Auguste L. die projektierte „gnädige Frau“.

Wie unwahr das Sprichwort ist: „der Apfel fällt nicht weit vom Stamme,“ zeigt am deutlichsten die Geschichte einer soi-disante gnädigen Frau, die ich Auguste L. nennen will. Ihre Eltern sind die bravsten und rechtlichsten Leute von der Welt, die ich um keinen Preis auch nur durch die leiseste Andeutung verwunden möchte, während Auguste — jetzt etwa 30 Jahre alt — bereits alle Stadien liederlicher Gemeinheit durchgemacht hat. Nur ein Lob kann man ihr geben, d. h. ein negatives, sie hat sich bis jetzt noch vor Konflikten mit der Kriminaljustiz zu bewahren gewusst. Im Übrigen aber gilt allgemein nur ein Urteil über sie, dass sie die ärgste und verworfenste Lustdirne ist, welche unter der angenommenen Maske der Anständigkeit und eines gewissen bon ton's in Berlin umherwandelt. Da sie viele Geschwister hatte, war ihre Jugenderziehung überhaupt, bei dem sittlichen Charakter ihrer Eltern, eine strenge, sie ward mit Nachdruck zur Schule und zur Arbeit angehalten, und an Häuslichkeit gewöhnt. Aber Schule und Erziehung vermochten Nichts über ihren angebornen Hang zum Müßiggange und zum Umhertreiben, die strengsten Züchtigungen des Vaters waren ohne Erfolg, — der Leichtsinn ihres Temperaments siegte.

Man sage nicht, dass der Mensch von Hause aus weder gut, noch schlecht sei, dass Erziehung und Umgang ihn erst zu dem machen, was er später wirklich ist. Jenes „cereum flecti“ des Horaz hat seine Ausnahmen, wenn man auch in der Regel annehmen kann, dass die Jugenderziehung zur Zeit der Verstandesentwickelung für das nachfolgende Leben maßgebend bleibt.


Schon die jetzt wieder vielfach hervorgesuchte und gar nicht zu verachtende Phrenologie lehrt, dass gewisse Organe der Tugenden, wie der Laster, vielen Menschen in außerordentlichem Grade angeboren sind, so dass diese sich, der besten Erziehung zum Trotz, auf eine, ich möchte sagen, krankhafte Weise zum sittlichen Nachteile des Individuums notwendig entwickeln müssen. So die Liederlichkeit der Auguste, welche schon in früher Jugend den besorgten Eltern zum tiefsten Kummer gereichte.

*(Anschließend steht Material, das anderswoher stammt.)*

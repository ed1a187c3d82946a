//! moodsense library interface
//!
//! Exposes the pipeline components and router for integration testing.

pub mod api;
pub mod audio;
pub mod config;
pub mod error;
pub mod features;
pub mod model;

pub use crate::error::{ApiError, ApiResult};

use std::sync::Arc;

use axum::Router;
use chrono::{DateTime, Utc};
use tokio::sync::RwLock;

use crate::model::Classifier;

/// Application state shared across handlers.
///
/// Constructed exactly once in `main` after the artifact loads and injected
/// into every handler; the classifier is never mutated or reloaded.
#[derive(Clone)]
pub struct AppState {
    /// Loaded classifier, read-only for the process lifetime
    pub classifier: Arc<dyn Classifier>,
    /// Service startup timestamp for uptime tracking
    pub startup_time: DateTime<Utc>,
    /// Last server-side prediction error, for diagnostics
    pub last_error: Arc<RwLock<Option<String>>>,
}

impl AppState {
    pub fn new(classifier: Arc<dyn Classifier>) -> Self {
        Self {
            classifier,
            startup_time: Utc::now(),
            last_error: Arc::new(RwLock::new(None)),
        }
    }
}

/// Build application router
pub fn build_router(state: AppState) -> Router {
    use tower_http::{cors::CorsLayer, trace::TraceLayer};

    Router::new()
        .merge(api::predict_routes())
        .merge(api::health_routes())
        .layer(CorsLayer::permissive())
        .layer(TraceLayer::new_for_http())
        .with_state(state)
}
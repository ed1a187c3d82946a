//! Fundamental-frequency estimation (YIN).
//!
//! Per-frame YIN with the cumulative mean normalized difference function,
//! an absolute threshold of 0.1, and parabolic interpolation of the selected
//! lag, bounded to the 50–300 Hz range of voiced speech.

/// Lower bound of the pitch search range (Hz)
pub const PITCH_FMIN: f32 = 50.0;
/// Upper bound of the pitch search range (Hz)
pub const PITCH_FMAX: f32 = 300.0;

const YIN_THRESHOLD: f32 = 0.1;

/// Per-frame pitch estimates in Hz.
///
/// Frames whose energy is effectively zero contribute no estimate, so a
/// silent signal yields an empty track. Estimates are clamped to
/// [`PITCH_FMIN`], [`PITCH_FMAX`].
pub fn yin_track(samples: &[f32], sample_rate: u32, frame_len: usize, hop: usize) -> Vec<f32> {
    if samples.len() < frame_len || sample_rate == 0 {
        return Vec::new();
    }

    let window = frame_len / 2;
    let tau_min = (sample_rate as f32 / PITCH_FMAX).floor().max(1.0) as usize;
    // The search range cannot reach past the frame
    let tau_max = ((sample_rate as f32 / PITCH_FMIN).ceil() as usize).min(frame_len - window);
    if tau_min > tau_max {
        return Vec::new();
    }

    let n_frames = (samples.len() - frame_len) / hop + 1;
    let mut track = Vec::with_capacity(n_frames);
    let mut diff = vec![0.0f32; tau_max + 1];

    for frame_idx in 0..n_frames {
        let frame = &samples[frame_idx * hop..frame_idx * hop + frame_len];

        let energy: f32 = frame[..window].iter().map(|&s| s * s).sum();
        if energy <= f32::EPSILON {
            continue;
        }

        difference_function(frame, window, &mut diff);
        let cmnd = cumulative_mean_normalized(&diff);

        if let Some(tau) = select_lag(&cmnd, tau_min, tau_max) {
            let refined = parabolic_interpolation(&cmnd, tau);
            let f0 = (sample_rate as f32 / refined).clamp(PITCH_FMIN, PITCH_FMAX);
            track.push(f0);
        }
    }

    track
}

/// d(tau) = sum over the window of (x[j] - x[j+tau])^2
fn difference_function(frame: &[f32], window: usize, diff: &mut [f32]) {
    diff[0] = 0.0;
    for tau in 1..diff.len() {
        let mut sum = 0.0f32;
        for j in 0..window {
            let delta = frame[j] - frame[j + tau];
            sum += delta * delta;
        }
        diff[tau] = sum;
    }
}

/// d'(tau) = d(tau) * tau / sum_{1..=tau} d(j), with d'(0) = 1
fn cumulative_mean_normalized(diff: &[f32]) -> Vec<f32> {
    let mut cmnd = vec![1.0f32; diff.len()];
    let mut running_sum = 0.0f32;
    for tau in 1..diff.len() {
        running_sum += diff[tau];
        cmnd[tau] = if running_sum > 0.0 {
            diff[tau] * tau as f32 / running_sum
        } else {
            1.0
        };
    }
    cmnd
}

/// First lag under the threshold, descended to its local minimum; falls back
/// to the global minimum of the search range when no lag dips below.
fn select_lag(cmnd: &[f32], tau_min: usize, tau_max: usize) -> Option<usize> {
    let tau_max = tau_max.min(cmnd.len() - 1);
    if tau_min > tau_max {
        return None;
    }

    let mut tau = tau_min;
    while tau <= tau_max {
        if cmnd[tau] < YIN_THRESHOLD {
            while tau + 1 <= tau_max && cmnd[tau + 1] < cmnd[tau] {
                tau += 1;
            }
            return Some(tau);
        }
        tau += 1;
    }

    (tau_min..=tau_max).min_by(|&a, &b| {
        cmnd[a]
            .partial_cmp(&cmnd[b])
            .unwrap_or(std::cmp::Ordering::Equal)
    })
}

/// Refine the lag by fitting a parabola through its neighbors.
fn parabolic_interpolation(cmnd: &[f32], tau: usize) -> f32 {
    if tau == 0 || tau + 1 >= cmnd.len() {
        return tau as f32;
    }
    let a = cmnd[tau - 1];
    let b = cmnd[tau];
    let c = cmnd[tau + 1];
    let denom = a - 2.0 * b + c;
    if denom.abs() <= f32::EPSILON {
        return tau as f32;
    }
    let delta = ((a - c) / (2.0 * denom)).clamp(-1.0, 1.0);
    tau as f32 + delta
}
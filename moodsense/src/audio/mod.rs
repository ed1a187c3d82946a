//! Audio input handling: container decoding, mono downmix, resampling.

pub mod decoder;

pub use decoder::{decode_audio_bytes, DecodeError};

/// Target sample rate for all downstream analysis (Hz).
///
/// The classifier artifact was trained on features computed at this rate, so
/// every decoded upload is resampled here before extraction.
pub const TARGET_SAMPLE_RATE: u32 = 22_050;

/// Decoded mono waveform at a known sample rate.
#[derive(Debug, Clone)]
pub struct AudioSignal {
    /// Mono samples (f32, nominal range [-1.0, 1.0])
    pub samples: Vec<f32>,
    /// Sample rate in Hz
    pub sample_rate: u32,
}

impl AudioSignal {
    pub fn new(samples: Vec<f32>, sample_rate: u32) -> Self {
        Self {
            samples,
            sample_rate,
        }
    }

    /// Duration in seconds (0.0 for an empty signal)
    pub fn duration_seconds(&self) -> f64 {
        if self.sample_rate == 0 {
            return 0.0;
        }
        self.samples.len() as f64 / self.sample_rate as f64
    }
}
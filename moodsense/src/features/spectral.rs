//! Frequency-domain features: spectral centroid, rolloff, and MFCCs.
//!
//! One Hann-windowed STFT (realfft) is computed per signal and shared by all
//! three feature families.

use realfft::RealFftPlanner;

use super::energy::frame_ranges;

/// Fraction of cumulative spectral energy that defines the rolloff frequency
const ROLLOFF_PERCENT: f32 = 0.85;

/// Mel bands in the MFCC filterbank
const N_MELS: usize = 128;

/// STFT magnitude spectra, one row per frame with `frame_len / 2 + 1` bins.
pub fn stft_magnitudes(samples: &[f32], frame_len: usize, hop: usize) -> Vec<Vec<f32>> {
    let ranges = frame_ranges(samples.len(), frame_len, hop);
    if ranges.is_empty() {
        return Vec::new();
    }

    let mut planner = RealFftPlanner::<f32>::new();
    let fft = planner.plan_fft_forward(frame_len);

    let window: Vec<f32> = (0..frame_len)
        .map(|i| {
            let phase = 2.0 * std::f32::consts::PI * i as f32 / frame_len as f32;
            0.5 * (1.0 - phase.cos())
        })
        .collect();

    let mut scratch = fft.make_scratch_vec();
    let mut frame_buf = vec![0.0f32; frame_len];
    let mut spectrum = fft.make_output_vec();
    let mut magnitudes = Vec::with_capacity(ranges.len());

    for (start, end) in ranges {
        // Windowed frame, zero-padded when the signal is shorter than one frame
        frame_buf.fill(0.0);
        for (i, &sample) in samples[start..end].iter().enumerate() {
            frame_buf[i] = sample * window[i];
        }

        if fft
            .process_with_scratch(&mut frame_buf, &mut spectrum, &mut scratch)
            .is_err()
        {
            continue;
        }

        magnitudes.push(spectrum.iter().map(|c| c.norm()).collect());
    }

    magnitudes
}

/// Mean spectral centroid (Hz) across frames.
pub fn spectral_centroid_mean(magnitudes: &[Vec<f32>], sample_rate: u32, frame_len: usize) -> f32 {
    if magnitudes.is_empty() {
        return 0.0;
    }
    let bin_hz = sample_rate as f32 / frame_len as f32;

    let mut total = 0.0f64;
    for frame in magnitudes {
        let sum: f32 = frame.iter().sum();
        if sum <= 1e-10 {
            continue;
        }
        let weighted: f32 = frame
            .iter()
            .enumerate()
            .map(|(k, &mag)| k as f32 * bin_hz * mag)
            .sum();
        total += (weighted / sum) as f64;
    }
    (total / magnitudes.len() as f64) as f32
}

/// Mean rolloff frequency (Hz) across frames: the lowest frequency below
/// which [`ROLLOFF_PERCENT`] of the spectral magnitude is concentrated.
pub fn spectral_rolloff_mean(magnitudes: &[Vec<f32>], sample_rate: u32, frame_len: usize) -> f32 {
    if magnitudes.is_empty() {
        return 0.0;
    }
    let bin_hz = sample_rate as f32 / frame_len as f32;

    let mut total = 0.0f64;
    for frame in magnitudes {
        let sum: f32 = frame.iter().sum();
        if sum <= 1e-10 {
            continue;
        }
        let threshold = ROLLOFF_PERCENT * sum;
        let mut cumulative = 0.0f32;
        for (k, &mag) in frame.iter().enumerate() {
            cumulative += mag;
            if cumulative >= threshold {
                total += (k as f32 * bin_hz) as f64;
                break;
            }
        }
    }
    (total / magnitudes.len() as f64) as f32
}

/// Time-averaged MFCCs: mel filterbank over the power spectrum, log
/// compression, DCT-II with orthonormal scaling, first `n_mfcc` coefficients.
pub fn mfcc_means(
    magnitudes: &[Vec<f32>],
    sample_rate: u32,
    frame_len: usize,
    n_mfcc: usize,
) -> Vec<f32> {
    if magnitudes.is_empty() {
        return vec![0.0; n_mfcc];
    }

    let filterbank = mel_filterbank(N_MELS, frame_len, sample_rate as f32);
    let mut sums = vec![0.0f64; n_mfcc];

    for frame in magnitudes {
        let mut log_mel = vec![0.0f32; N_MELS];
        for (band, filter) in filterbank.iter().enumerate() {
            let mut band_energy = 0.0f32;
            for (&coeff, &mag) in filter.iter().zip(frame.iter()) {
                band_energy += coeff * mag * mag;
            }
            log_mel[band] = band_energy.max(1e-10).ln();
        }

        for (k, sum) in sums.iter_mut().enumerate() {
            *sum += dct_coefficient(&log_mel, k) as f64;
        }
    }

    sums.iter()
        .map(|&sum| (sum / magnitudes.len() as f64) as f32)
        .collect()
}

/// One coefficient of an orthonormal DCT-II.
fn dct_coefficient(values: &[f32], k: usize) -> f32 {
    let n = values.len() as f32;
    let scale = if k == 0 {
        (1.0 / n).sqrt()
    } else {
        (2.0 / n).sqrt()
    };
    let sum: f32 = values
        .iter()
        .enumerate()
        .map(|(i, &v)| v * (std::f32::consts::PI * k as f32 * (2.0 * i as f32 + 1.0) / (2.0 * n)).cos())
        .sum();
    scale * sum
}

/// Triangular mel filterbank: `n_bands` filters of `frame_len / 2 + 1`
/// coefficients each.
fn mel_filterbank(n_bands: usize, frame_len: usize, sample_rate: f32) -> Vec<Vec<f32>> {
    let n_bins = frame_len / 2 + 1;
    let f_max = sample_rate / 2.0;

    let mel_min = hz_to_mel(0.0);
    let mel_max = hz_to_mel(f_max);

    let n_points = n_bands + 2;
    let bin_points: Vec<f32> = (0..n_points)
        .map(|i| {
            let mel = mel_min + (mel_max - mel_min) * i as f32 / (n_points - 1) as f32;
            mel_to_hz(mel) * frame_len as f32 / sample_rate
        })
        .collect();

    let mut filterbank = Vec::with_capacity(n_bands);
    for band in 0..n_bands {
        let mut filter = vec![0.0f32; n_bins];
        let left = bin_points[band];
        let center = bin_points[band + 1];
        let right = bin_points[band + 2];

        for (bin, coeff) in filter.iter_mut().enumerate() {
            let bin_f = bin as f32;
            if bin_f >= left && bin_f <= center && (center - left) > 0.0 {
                *coeff = (bin_f - left) / (center - left);
            } else if bin_f > center && bin_f <= right && (right - center) > 0.0 {
                *coeff = (right - bin_f) / (right - center);
            }
        }
        filterbank.push(filter);
    }

    filterbank
}

fn hz_to_mel(hz: f32) -> f32 {
    2595.0 * (1.0 + hz / 700.0).log10()
}

fn mel_to_hz(mel: f32) -> f32 {
    700.0 * (10.0f32.powf(mel / 2595.0) - 1.0)
}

Vor ihrer Einsegnung hatte sie schon Liebesverhältnisse: vielleicht trat sie nicht mehr als Jungfrau zum ersten Male zum Tisch des Herrn. Ich finde einen merkwürdigen Unterschied zwischen ihr und andern Prostituierten, welcher das Vorhergesagte bestätigt.

Die bekannte Kupplerin Sp., welche noch bei ihrem Alter und ihrer bösartigen Krankheit nicht unterlässt, das von ihren Töchtern Erpresste ihren jungen Chapeau's zuzustecken, hat ihre Töchter von früh an selbst verführt und verkuppelt, und dennoch haben zwei derselben gänzlich diesen Weg verlassen: die Eltern der Auguste suchten alle Mittel hervor, um ihre Tochter zu retten, und dennoch musste sie in der Sphäre, worin sie sich bewegt, die ärgste Dirne werden, welche es zur Zeit vielleicht gibt. Wer vermag solche Krankheiten zu heilen, die die Natur selbst dem Menschen eingeimpft hat!?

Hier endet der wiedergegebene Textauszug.